This appears to be problem in combination of two factors:

  • Using a virtual machine.
  • A possible kernel bug.

This is partly one of the lines which describes why this happens:

Mar  7 02:43:11 myhost kernel: memcheck-amd64- invoked oom-killer: gfp_mask=0x24002c2, order=0, oom_score_adj=0

The other line is this:

Mar  7 02:43:11 myhost kernel: 0 pages HighMem/MovableOnly

|The first line is the GFP mask assigned for the allocation. It basically describes what the kernel is allowed/not allowed to do to satify this request. The mask indicates a bunch of standard flags. The last bit, '2' however indicates the memory allocation should come from the HighMem zone.

If you look closely at the OOM output, you'll see no HighMem/Normal zone actually exists.

Mar  7 02:43:11 myhost kernel: Node 0 DMA: 20*4kB (UM) 17*8kB (UM) 13*16kB (M) 14*32kB (UM) 8*64kB (UM) 4*128kB (M) 4*256kB (M) 0*512kB 1*1024kB (M) 0*2048kB 0*4096kB = 3944kB
Mar  7 02:43:11 myhost kernel: Node 0 DMA32: 934*4kB (UM) 28*8kB (UM) 0*16kB 0*32kB 0*64kB 0*128kB 0*256kB 0*512kB 0*1024kB 0*2048kB 0*4096kB = 3960kB

HighMem (generally also called Normal on x86_64) tends to map memory for zones outside of the standard 896MiB ranges directly kernel accessible on 32 bit systems. On x86_64 HighMem/Normal seems to cover all pages above 3GiB in size.

DMA32 contains a zone used for memory that would be accessible on 32-bit DMA devices, that is you can address them with 4 byte pointers. I believe DMA is for 16-bit DMA devices.

Generally speaking, on low memory systems Normal wouldn't exist, given that DMA32 covers all available virtual addresses already.

The reason you OOM kill is because there is a memory allocation for a HighMem zone with 0 pages available. Given the out of memory handler has absolutely no way to satisfy making this zone have pages to use by swapping, killing other processes or any other trick, OOM-killer just kills it.
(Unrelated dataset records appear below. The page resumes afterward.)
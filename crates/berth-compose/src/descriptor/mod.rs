//! Multi-container descriptor parser.
//!
//! Reads the JSON descriptor into loosely typed serde structs, then converts
//! each definition into the typed [`model`], reporting missing or mistyped
//! fields as [`BerthError::MalformedDescriptor`] with the offending
//! definition identified.

pub mod model;
pub mod validator;

use std::collections::BTreeMap;
use std::path::Path;

use berth_common::error::{BerthError, Result};
use serde::Deserialize;
use serde_json::Value;

use self::model::{ContainerDefinition, Descriptor, MountPoint, PortMapping, VolumeDeclaration};

const PRIMARY_LIST: &str = "containerDefinitions";
const LOCAL_LIST: &str = "localContainerDefinitions";
const VOLUMES_LIST: &str = "volumes";

#[derive(Debug, Deserialize)]
struct RawDocument {
    #[serde(rename = "AWSEBDockerrunVersion", default)]
    version: Option<Value>,
    #[serde(rename = "containerDefinitions", default)]
    container_definitions: Option<Value>,
    #[serde(rename = "localContainerDefinitions", default)]
    local_container_definitions: Option<Value>,
    #[serde(default)]
    volumes: Option<Value>,
}

#[derive(Debug, Deserialize)]
#[serde(rename_all = "camelCase")]
struct RawDefinition {
    name: Option<String>,
    image: Option<String>,
    command: Option<Vec<String>>,
    links: Option<Vec<String>>,
    port_mappings: Option<Vec<RawPortMapping>>,
    mount_points: Option<Vec<RawMountPoint>>,
    environment: Option<Vec<RawEnvVar>>,
    privileged: Option<bool>,
}

#[derive(Debug, Deserialize)]
#[serde(rename_all = "camelCase")]
struct RawPortMapping {
    host_port: Option<u16>,
    container_port: Option<u16>,
}

#[derive(Debug, Deserialize)]
#[serde(rename_all = "camelCase")]
struct RawMountPoint {
    source_volume: Option<String>,
    container_path: Option<String>,
    #[serde(default)]
    read_only: bool,
}

#[derive(Debug, Deserialize)]
struct RawEnvVar {
    name: Option<String>,
    value: Option<Value>,
}

#[derive(Debug, Deserialize)]
struct RawVolume {
    name: String,
    host: RawVolumeHost,
}

#[derive(Debug, Deserialize)]
#[serde(rename_all = "camelCase")]
struct RawVolumeHost {
    source_path: String,
}

/// Reads and parses a descriptor file.
///
/// # Errors
///
/// Returns an error if the file cannot be read or the document is invalid.
pub fn load_descriptor(path: &Path) -> Result<Descriptor> {
    tracing::info!(path = %path.display(), "loading descriptor");
    let content = std::fs::read_to_string(path).map_err(|e| BerthError::io(path, e))?;
    parse_descriptor(&content)
}

/// Parses a descriptor from its JSON text.
///
/// # Errors
///
/// Returns an error if the text is not JSON, the version is unsupported, or a
/// container definition is malformed.
pub fn parse_descriptor(input: &str) -> Result<Descriptor> {
    let value: Value = serde_json::from_str(input)?;
    from_value(value)
}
I believe this is caused by the host VM ballooning on boot up. On KVM systems, there are two values you can set.

  • The current memory.
  • The available memory.

The way this works is that you can hot-add memory to your server up to the available memory. Your system however is actually given the current memory.

When a KVM VM boots up, it starts with the maximum allotment of memory possible to be given (the available memory). Gradually during the boot phase of the system KVM claws back this memory using its ballooning, leaving you instead with the current memory setting you have.

Its my belief thats what happened here. Linode allow you to expand the memory, giving you much more at system start.

This means that there is a Normal/HighMem zone at the beginning of the systems lifetime. When the hypervisor balloons it away, the normal zone rightly disappears from the memory manager. But, I suspect that the flag setting whether the said zone is available to allocate from is not cleared when it should. This leads the kernel to attempt to allocate from a zone that does not exist.

In terms of resolving this you have two options.

  1. Bring this up on the kernel mailing lists to see if this really is a bug, behaviour expected or nothing at all to do with what I'm saying.

  2. Request that linode set the 'available memory' on the system to be the same 1GiB assignment as the 'current memory'. Thus the system never balloons and never gets a Normal zone at boot, keeping the flag clear. Good luck getting them to do that!

You should be able to test that this is the case by setting up your own VM in KVM setting available to 6GiB, current to 1GiB and running your test using the same kernel to see if this behaviour you see above occurs. If it does, change the 'available' setting to equal the 1GiB current and repeat the test.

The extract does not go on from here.